** Opening RECORDS TO USE block **
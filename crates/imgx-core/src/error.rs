//! Error types for raster processing operations.
//!
//! The pipeline has a deliberately small failure surface: bad target
//! dimensions, malformed kernels, and internal buffer invariant violations.
//! Per-channel numeric overflow is *not* an error anywhere in the pipeline —
//! values outside [0, 255] are silently clamped at every stage boundary.
//!
//! All variants abort the whole pipeline; there is no partial-result
//! recovery, and no retries exist because every operation is deterministic
//! and pure.

use thiserror::Error;

/// Result type alias using [`Error`] as the error type.
pub type Result<T> = std::result::Result<T, Error>;

/// Errors that can occur while transforming a raster image.
#[derive(Debug, Error)]
pub enum Error {
    /// Target width or height resolved to zero (or overflowed).
    ///
    /// Produced by resize when asked for an empty destination, or by
    /// [`ScaleSpec`](crate::ScaleSpec) resolution with a non-positive
    /// factor. Not recoverable.
    #[error("invalid dimensions: {width}x{height} ({reason})")]
    InvalidDimension {
        /// Requested width
        width: u32,
        /// Requested height
        height: u32,
        /// Reason why the dimensions are invalid
        reason: String,
    },

    /// Convolution kernel has an even or zero side length, or the weight
    /// count doesn't match the declared side.
    ///
    /// Indicates a programming error in the caller rather than bad user
    /// input; fatal.
    #[error("invalid kernel: side {side} ({reason})")]
    InvalidKernel {
        /// Declared kernel side length
        side: usize,
        /// Reason why the kernel is invalid
        reason: String,
    },

    /// Buffer length doesn't match `stride * height`.
    ///
    /// Internal invariant violation — should never occur for images built
    /// through [`RasterImage`](crate::RasterImage) constructors. Treated as
    /// a fatal assertion failure, never silently repaired.
    #[error("corrupt buffer: expected {expected} bytes for {width}x{height}, got {got}")]
    CorruptBuffer {
        /// Expected buffer length (`stride * height`)
        expected: usize,
        /// Actual buffer length
        got: usize,
        /// Image width
        width: u32,
        /// Image height
        height: u32,
    },
}

impl Error {
    /// Creates an [`Error::InvalidDimension`] error.
    #[inline]
    pub fn invalid_dimension(width: u32, height: u32, reason: impl Into<String>) -> Self {
        Self::InvalidDimension {
            width,
            height,
            reason: reason.into(),
        }
    }

    /// Creates an [`Error::InvalidKernel`] error.
    #[inline]
    pub fn invalid_kernel(side: usize, reason: impl Into<String>) -> Self {
        Self::InvalidKernel {
            side,
            reason: reason.into(),
        }
    }

    /// Creates an [`Error::CorruptBuffer`] error.
    #[inline]
    pub fn corrupt_buffer(expected: usize, got: usize, width: u32, height: u32) -> Self {
        Self::CorruptBuffer {
            expected,
            got,
            width,
            height,
        }
    }
}

#[cfg(test)]
mod tests {
    use super::*;

    #[test]
    fn test_invalid_dimension_message() {
        let err = Error::invalid_dimension(0, 480, "width must be > 0");
        let msg = err.to_string();
        assert!(msg.contains("0x480"));
        assert!(msg.contains("width must be > 0"));
    }

    #[test]
    fn test_invalid_kernel_message() {
        let err = Error::invalid_kernel(4, "side must be odd");
        assert!(err.to_string().contains("side 4"));
    }

    #[test]
    fn test_corrupt_buffer_message() {
        let err = Error::corrupt_buffer(64, 60, 4, 4);
        let msg = err.to_string();
        assert!(msg.contains("64"));
        assert!(msg.contains("60"));
        assert!(msg.contains("4x4"));
    }
}
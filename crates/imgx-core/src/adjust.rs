//! Combined saturation/brightness/contrast parameters.
//!
//! One parameter struct drives the whole color grading stage so the pixel
//! loop runs once regardless of how many of the three knobs are active.
//!
//! - Saturation: 0 = grayscale, 100 = unchanged, >100 = oversaturated
//! - Brightness: 0 = unchanged, -100 = fully dark, +100 = fully bright
//! - Contrast:   0 = unchanged, -100 = flat gray, +100 = strong contrast

/// Rec.709 luma weight for red.
pub const LUMA_R: f32 = 0.2126;
/// Rec.709 luma weight for green.
pub const LUMA_G: f32 = 0.7152;
/// Rec.709 luma weight for blue.
pub const LUMA_B: f32 = 0.0722;

/// Parameters for the color grading stage.
///
/// Integer percentages, matching the external CLI/config contract.
/// Saturation below 0 is clamped before use; brightness and contrast are
/// specified for -100..100 and values outside that range are not rejected —
/// the final per-channel clamp bounds the damage.
#[derive(Debug, Clone, Copy, PartialEq, Eq)]
pub struct ColorAdjust {
    /// Saturation percentage (100 = unchanged).
    pub saturation: i32,
    /// Additive brightness (-100..100, 0 = unchanged).
    pub brightness: i32,
    /// Contrast (-100..100, 0 = unchanged); applied as a squared curve.
    pub contrast: i32,
}

impl Default for ColorAdjust {
    fn default() -> Self {
        Self {
            saturation: 100,
            brightness: 0,
            contrast: 0,
        }
    }
}

impl ColorAdjust {
    /// Create identity (no change).
    pub fn identity() -> Self {
        Self::default()
    }

    /// Check if this is identity (no-op); the orchestrator skips the stage.
    pub fn is_identity(&self) -> bool {
        self.saturation == 100 && self.brightness == 0 && self.contrast == 0
    }

    /// Saturation blend factor: `max(0, saturation) / 100`.
    #[inline]
    pub fn sat_factor(&self) -> f32 {
        self.saturation.max(0) as f32 / 100.0
    }

    /// Additive brightness offset in normalized [0,1] space.
    #[inline]
    pub fn brightness_offset(&self) -> f32 {
        self.brightness as f32 / 100.0
    }

    /// Multiplicative contrast factor, squared for a steeper response curve.
    #[inline]
    pub fn contrast_factor(&self) -> f32 {
        let linear = (100 + self.contrast) as f32 / 100.0;
        linear * linear
    }
}

#[cfg(test)]
mod tests {
    use super::*;
    use approx::assert_relative_eq;

    #[test]
    fn test_default_is_identity() {
        let adj = ColorAdjust::default();
        assert!(adj.is_identity());
        assert_relative_eq!(adj.sat_factor(), 1.0);
        assert_relative_eq!(adj.brightness_offset(), 0.0);
        assert_relative_eq!(adj.contrast_factor(), 1.0);
    }

    #[test]
    fn test_negative_saturation_clamped() {
        let adj = ColorAdjust { saturation: -50, ..Default::default() };
        assert_relative_eq!(adj.sat_factor(), 0.0);
    }

    #[test]
    fn test_contrast_curve_is_squared() {
        let adj = ColorAdjust { contrast: 100, ..Default::default() };
        // (200/100)^2 = 4
        assert_relative_eq!(adj.contrast_factor(), 4.0);

        let flat = ColorAdjust { contrast: -100, ..Default::default() };
        assert_relative_eq!(flat.contrast_factor(), 0.0);
    }

    #[test]
    fn test_luma_weights_sum_to_one() {
        assert_relative_eq!(LUMA_R + LUMA_G + LUMA_B, 1.0, epsilon = 1e-6);
    }
}
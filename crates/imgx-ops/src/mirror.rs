//! Geometric reflection.
//!
//! Pure index remap, no pixel recomputation: horizontal mirroring reads
//! `(w-1-x, y)`, vertical reads `(x, h-1-y)`. Applying the same axis twice
//! returns the original image byte-for-byte.

use crate::inherit_dpi;
use imgx_core::{MirrorAxis, RasterImage, CHANNELS};
use rayon::prelude::*;

/// Mirrors an image across the given axis.
///
/// Infallible: the output has the source's dimensions and every pixel is
/// copied verbatim from its reflected position.
///
/// # Example
///
/// ```rust
/// use imgx_core::{MirrorAxis, RasterImage};
/// use imgx_ops::mirror::mirror;
///
/// let src = RasterImage::from_data(2, 1, vec![1, 2, 3, 4, 5, 6, 7, 8]).unwrap();
/// let out = mirror(&src, MirrorAxis::Horizontal);
/// assert_eq!(out.pixel(0, 0), src.pixel(1, 0));
/// ```
pub fn mirror(src: &RasterImage, axis: MirrorAxis) -> RasterImage {
    let out = match axis {
        MirrorAxis::Horizontal => mirror_h(src),
        MirrorAxis::Vertical => mirror_v(src),
    };
    inherit_dpi(out, src)
}

/// Left-right reflection: pixels swap within each row.
fn mirror_h(src: &RasterImage) -> RasterImage {
    let width = src.width() as usize;
    let stride = src.stride();
    let mut dst = vec![0u8; src.data().len()];

    dst.par_chunks_mut(stride)
        .enumerate()
        .for_each(|(y, row)| {
            let src_row = src.row(y as u32);
            for x in 0..width {
                let flipped = (width - 1 - x) * CHANNELS;
                row[x * CHANNELS..(x + 1) * CHANNELS]
                    .copy_from_slice(&src_row[flipped..flipped + CHANNELS]);
            }
        });

    RasterImage::from_data(src.width(), src.height(), dst)
        .expect("mirrored buffer matches source dimensions")
}

/// Top-bottom reflection: whole rows swap, copied as slices.
fn mirror_v(src: &RasterImage) -> RasterImage {
    let height = src.height();
    let stride = src.stride();
    let mut dst = vec![0u8; src.data().len()];

    dst.par_chunks_mut(stride)
        .enumerate()
        .for_each(|(y, row)| {
            row.copy_from_slice(src.row(height - 1 - y as u32));
        });

    RasterImage::from_data(src.width(), src.height(), dst)
        .expect("mirrored buffer matches source dimensions")
}
//! Target-size specification for the resample stage.

use crate::{Error, Result};

/// How the resample stage picks its destination size.
///
/// Either a uniform factor applied to both axes or an explicit pixel size.
/// Factor targets are rounded to the nearest pixel and floored at 1 so a
/// tiny factor on a small image still yields a valid raster.
#[derive(Debug, Clone, Copy, PartialEq)]
pub enum ScaleSpec {
    /// Multiply both dimensions by this factor (must be > 0).
    Factor(f64),
    /// Resize to an exact pixel size (both must be > 0).
    Exact {
        /// Target width in pixels
        width: u32,
        /// Target height in pixels
        height: u32,
    },
}

impl Default for ScaleSpec {
    /// Identity: factor 1.0.
    fn default() -> Self {
        Self::Factor(1.0)
    }
}

impl ScaleSpec {
    /// Resolves the destination size for a source of `src_w` x `src_h`.
    ///
    /// # Errors
    ///
    /// Returns [`Error::InvalidDimension`] for a non-positive or non-finite
    /// factor, or an explicit size with a zero dimension.
    pub fn resolve(&self, src_w: u32, src_h: u32) -> Result<(u32, u32)> {
        match *self {
            Self::Factor(f) => {
                if !f.is_finite() || f <= 0.0 {
                    return Err(Error::invalid_dimension(
                        src_w,
                        src_h,
                        format!("scale factor must be > 0, got {f}"),
                    ));
                }
                let w = ((src_w as f64 * f).round() as u32).max(1);
                let h = ((src_h as f64 * f).round() as u32).max(1);
                Ok((w, h))
            }
            Self::Exact { width, height } => {
                if width == 0 || height == 0 {
                    return Err(Error::invalid_dimension(
                        width,
                        height,
                        "target width and height must be > 0",
                    ));
                }
                Ok((width, height))
            }
        }
    }

    /// Whether this spec leaves a source of the given size unchanged.
    pub fn is_identity_for(&self, src_w: u32, src_h: u32) -> bool {
        matches!(self.resolve(src_w, src_h), Ok((w, h)) if w == src_w && h == src_h)
    }
}
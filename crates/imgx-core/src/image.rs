//! Raster buffer type for premultiplied BGRA pixel processing.
//!
//! [`RasterImage`] is the single container every pipeline stage consumes and
//! produces. It owns a contiguous byte buffer in **row-major** order,
//! top-to-bottom, four bytes per pixel:
//!
//! ```text
//! Memory: [B G R A B G R A ...]  ← Row 0
//!         [B G R A B G R A ...]  ← Row 1
//!         ...
//! ```
//!
//! Color channels are premultiplied by alpha. Stages that do color math
//! unpremultiply first and repremultiply before storing; geometric stages
//! (resize, mirror) move the premultiplied bytes as-is.
//!
//! # Immutability
//!
//! Once constructed, a `RasterImage` is never mutated: every operation
//! allocates a fresh output buffer (copy-on-transform). This is what makes
//! stage-to-stage hand-off and row-parallel reads safe without locking.
//!
//! # Usage
//!
//! ```rust
//! use imgx_core::RasterImage;
//!
//! // 2x2 opaque black
//! let img = RasterImage::filled(2, 2, [0, 0, 0, 255]).unwrap();
//! assert_eq!(img.stride(), 8);
//! assert_eq!(img.pixel(1, 1), Some([0, 0, 0, 255]));
//! ```

use crate::{Error, Result};

/// Bytes per pixel: B, G, R, A.
pub const CHANNELS: usize = 4;

/// Blue channel offset within a pixel.
pub const CH_B: usize = 0;
/// Green channel offset within a pixel.
pub const CH_G: usize = 1;
/// Red channel offset within a pixel.
pub const CH_R: usize = 2;
/// Alpha channel offset within a pixel.
pub const CH_A: usize = 3;

/// Owned 8-bit BGRA raster with premultiplied alpha.
///
/// Invariants, enforced by the constructors:
/// - `width > 0`, `height > 0`
/// - buffer length is exactly `stride() * height` where
///   `stride() == width * 4`
///
/// The optional DPI pair is metadata handed through the pipeline unchanged;
/// no pixel computation reads it.
#[derive(Debug, Clone, PartialEq)]
pub struct RasterImage {
    /// Pixel bytes, `stride * height` long
    data: Vec<u8>,
    /// Width in pixels
    width: u32,
    /// Height in pixels
    height: u32,
    /// Optional (x, y) resolution in dots per inch
    dpi: Option<(f64, f64)>,
}

impl RasterImage {
    /// Creates a fully transparent image (all bytes zero).
    ///
    /// # Errors
    ///
    /// Returns [`Error::InvalidDimension`] if either dimension is zero or
    /// the buffer size would overflow.
    pub fn new(width: u32, height: u32) -> Result<Self> {
        let len = buffer_len(width, height)?;
        Ok(Self {
            data: vec![0u8; len],
            width,
            height,
            dpi: None,
        })
    }

    /// Creates an image from existing pixel bytes.
    ///
    /// `data` must be exactly `width * 4 * height` bytes of premultiplied
    /// BGRA, top row first.
    ///
    /// # Errors
    ///
    /// Returns [`Error::InvalidDimension`] for zero dimensions and
    /// [`Error::CorruptBuffer`] if the byte count doesn't match.
    pub fn from_data(width: u32, height: u32, data: Vec<u8>) -> Result<Self> {
        let expected = buffer_len(width, height)?;
        if data.len() != expected {
            return Err(Error::corrupt_buffer(expected, data.len(), width, height));
        }
        Ok(Self {
            data,
            width,
            height,
            dpi: None,
        })
    }

    /// Creates an image filled with one BGRA pixel value.
    pub fn filled(width: u32, height: u32, pixel: [u8; CHANNELS]) -> Result<Self> {
        let len = buffer_len(width, height)?;
        let mut data = Vec::with_capacity(len);
        for _ in 0..len / CHANNELS {
            data.extend_from_slice(&pixel);
        }
        Ok(Self {
            data,
            width,
            height,
            dpi: None,
        })
    }

    /// Attaches a DPI pair, consuming self. Metadata only.
    #[must_use]
    pub fn with_dpi(mut self, dpi_x: f64, dpi_y: f64) -> Self {
        self.dpi = Some((dpi_x, dpi_y));
        self
    }

    /// Width in pixels.
    #[inline]
    pub fn width(&self) -> u32 {
        self.width
    }

    /// Height in pixels.
    #[inline]
    pub fn height(&self) -> u32 {
        self.height
    }

    /// Bytes per row (`width * 4`, no padding).
    #[inline]
    pub fn stride(&self) -> usize {
        self.width as usize * CHANNELS
    }

    /// Optional (x, y) DPI metadata.
    #[inline]
    pub fn dpi(&self) -> Option<(f64, f64)> {
        self.dpi
    }

    /// Read-only pixel bytes.
    #[inline]
    pub fn data(&self) -> &[u8] {
        &self.data
    }

    /// Consumes the image, returning the pixel bytes.
    #[inline]
    pub fn into_data(self) -> Vec<u8> {
        self.data
    }

    /// One row of pixel bytes.
    ///
    /// # Panics
    ///
    /// Panics if `y >= height`.
    #[inline]
    pub fn row(&self, y: u32) -> &[u8] {
        let stride = self.stride();
        let start = y as usize * stride;
        &self.data[start..start + stride]
    }

    /// BGRA bytes at (x, y), or `None` when out of bounds.
    #[inline]
    pub fn pixel(&self, x: u32, y: u32) -> Option<[u8; CHANNELS]> {
        if x >= self.width || y >= self.height {
            return None;
        }
        let idx = (y as usize * self.width as usize + x as usize) * CHANNELS;
        Some([
            self.data[idx],
            self.data[idx + 1],
            self.data[idx + 2],
            self.data[idx + 3],
        ])
    }

    /// Checks the buffer-length invariant.
    ///
    /// Constructors already enforce it; operations re-check at entry so a
    /// violation surfaces as [`Error::CorruptBuffer`] instead of a panic
    /// deep inside pixel loops.
    pub fn validate(&self) -> Result<()> {
        let expected = self.stride() * self.height as usize;
        if self.data.len() != expected {
            return Err(Error::corrupt_buffer(
                expected,
                self.data.len(),
                self.width,
                self.height,
            ));
        }
        Ok(())
    }
}

/// Buffer length for the given dimensions, rejecting zero and overflow.
fn buffer_len(width: u32, height: u32) -> Result<usize> {
    if width == 0 || height == 0 {
        return Err(Error::invalid_dimension(
            width,
            height,
            "width and height must be > 0",
        ));
    }
    (width as usize)
        .checked_mul(height as usize)
        .and_then(|n| n.checked_mul(CHANNELS))
        .ok_or_else(|| Error::invalid_dimension(width, height, "buffer size overflow"))
}
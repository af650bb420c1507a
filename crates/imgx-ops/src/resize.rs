//! Bilinear resampling.
//!
//! Maps every destination pixel to continuous source coordinates
//! `src_x = x * (src_w - 1) / target_w` (same for y), takes the floor/ceil
//! neighbors on each axis with the ceil clamped at the last valid index,
//! and lerps horizontally then vertically.
//!
//! All four channels, alpha included, are interpolated identically on the
//! premultiplied bytes. At partially transparent edges this can bleed color
//! slightly compared to an unpremultiply-interpolate-repremultiply scheme;
//! the behavior is kept as-is so sample outputs stay stable.
//!
//! # Example
//!
//! ```rust
//! use imgx_core::RasterImage;
//! use imgx_ops::resize::resize;
//!
//! let src = RasterImage::filled(2, 2, [0, 0, 0, 255]).unwrap();
//! let dst = resize(&src, 4, 4).unwrap();
//! assert_eq!(dst.width(), 4);
//! ```

use crate::inherit_dpi;
use imgx_core::{Error, RasterImage, Result, CHANNELS};
use rayon::prelude::*;
#[allow(unused_imports)]
use tracing::{debug, trace};

/// Resizes an image with bilinear interpolation.
///
/// Destination rows are computed in parallel; each worker writes one
/// disjoint output scanline while reading the shared source buffer.
///
/// A target equal to the source size returns a byte-exact copy: the
/// fractional mapping doesn't reduce to the identity on its own, and
/// callers rely on same-size resizes being lossless.
///
/// # Errors
///
/// Returns [`Error::InvalidDimension`] if `target_w` or `target_h` is zero
/// and [`Error::CorruptBuffer`] if the source violates its length invariant.
pub fn resize(src: &RasterImage, target_w: u32, target_h: u32) -> Result<RasterImage> {
    trace!(
        src_w = src.width(),
        src_h = src.height(),
        target_w,
        target_h,
        "resize"
    );
    src.validate()?;
    if target_w == 0 || target_h == 0 {
        return Err(Error::invalid_dimension(
            target_w,
            target_h,
            "target width and height must be > 0",
        ));
    }
    if target_w == src.width() && target_h == src.height() {
        return Ok(src.clone());
    }

    let src_w = src.width() as usize;
    let src_h = src.height() as usize;
    let dst_w = target_w as usize;
    let dst_h = target_h as usize;

    let x_ratio = (src_w - 1) as f32 / dst_w as f32;
    let y_ratio = (src_h - 1) as f32 / dst_h as f32;

    let pixels = src.data();
    let mut dst = vec![0u8; dst_w * dst_h * CHANNELS];

    dst.par_chunks_mut(dst_w * CHANNELS)
        .enumerate()
        .for_each(|(y, row)| {
            let src_y = y as f32 * y_ratio;
            let y0 = src_y.floor() as usize;
            let y_frac = src_y - y0 as f32;
            let y1 = (y0 + 1).min(src_h - 1);

            for x in 0..dst_w {
                let src_x = x as f32 * x_ratio;
                let x0 = src_x.floor() as usize;
                let x_frac = src_x - x0 as f32;
                let x1 = (x0 + 1).min(src_w - 1);

                // Four neighbor pixels
                let tl = (y0 * src_w + x0) * CHANNELS;
                let tr = (y0 * src_w + x1) * CHANNELS;
                let bl = (y1 * src_w + x0) * CHANNELS;
                let br = (y1 * src_w + x1) * CHANNELS;

                for c in 0..CHANNELS {
                    let top = pixels[tl + c] as f32 * (1.0 - x_frac)
                        + pixels[tr + c] as f32 * x_frac;
                    let bottom = pixels[bl + c] as f32 * (1.0 - x_frac)
                        + pixels[br + c] as f32 * x_frac;
                    let value = top * (1.0 - y_frac) + bottom * y_frac;
                    row[x * CHANNELS + c] = value.round() as u8;
                }
            }
        });

    debug!(target_w, target_h, "resized");
    let out = RasterImage::from_data(target_w, target_h, dst)?;
    Ok(inherit_dpi(out, src))
}

#[cfg(test)]
mod tests {
    use super::*;

    fn gradient(w: u32, h: u32) -> RasterImage {
        let mut data = Vec::with_capacity((w * h) as usize * CHANNELS);
        for y in 0..h {
            for x in 0..w {
                data.extend_from_slice(&[
                    (x * 17 % 256) as u8,
                    (y * 31 % 256) as u8,
                    ((x + y) * 13 % 256) as u8,
                    255,
                ]);
            }
        }
        RasterImage::from_data(w, h, data).unwrap()
    }

    #[test]
    fn test_same_size_is_byte_exact() {
        let src = gradient(7, 5);
        let dst = resize(&src, 7, 5).unwrap();
        assert_eq!(dst.data(), src.data());
    }

    #[test]
    fn test_one_pixel_replicates() {
        let src = RasterImage::filled(1, 1, [40, 80, 120, 200]).unwrap();
        let dst = resize(&src, 4, 4).unwrap();
        assert_eq!(dst.width(), 4);
        assert_eq!(dst.height(), 4);
        // No neighbors exist to interpolate toward
        for y in 0..4 {
            for x in 0..4 {
                assert_eq!(dst.pixel(x, y), Some([40, 80, 120, 200]));
            }
        }
    }

    #[test]
    fn test_zero_target_rejected() {
        let src = gradient(4, 4);
        assert!(matches!(
            resize(&src, 0, 4),
            Err(Error::InvalidDimension { .. })
        ));
        assert!(matches!(
            resize(&src, 4, 0),
            Err(Error::InvalidDimension { .. })
        ));
    }

    #[test]
    fn test_output_buffer_size() {
        let src = gradient(3, 3);
        let dst = resize(&src, 10, 6).unwrap();
        assert_eq!(dst.data().len(), 10 * 6 * CHANNELS);
    }

    #[test]
    fn test_constant_image_stays_constant() {
        let src = RasterImage::filled(8, 8, [50, 100, 150, 255]).unwrap();
        let dst = resize(&src, 20, 14).unwrap();
        // Every interpolated sample is a weighted average of equal values
        for y in 0..14 {
            for x in 0..20 {
                assert_eq!(dst.pixel(x, y), Some([50, 100, 150, 255]));
            }
        }
    }

    #[test]
    fn test_upscale_interpolates_between_neighbors() {
        // 2x1: black then white, opaque
        let src = RasterImage::from_data(
            2,
            1,
            vec![0, 0, 0, 255, 255, 255, 255, 255],
        )
        .unwrap();
        let dst = resize(&src, 4, 1).unwrap();

        // x_ratio = 1/4; destination x samples source at 0, .25, .5, .75
        let expected = [0, 64, 128, 191];
        for (x, &e) in expected.iter().enumerate() {
            let px = dst.pixel(x as u32, 0).unwrap();
            assert_eq!(px[0], e, "pixel {x}");
            assert_eq!(px[3], 255);
        }
    }

    #[test]
    fn test_dpi_carried_through() {
        let src = gradient(4, 4).with_dpi(96.0, 96.0);
        let dst = resize(&src, 8, 8).unwrap();
        assert_eq!(dst.dpi(), Some((96.0, 96.0)));
    }
}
** Closing RECORDS TO USE block **
*WORK TO COMPLETE*: The answer must be every line of the records that contains the word "small".

*OUTPUT OF THE EXERCISE*:
//! The pipeline has a deliberately small failure surface: bad target
/// tiny factor on a small image still yields a valid raster.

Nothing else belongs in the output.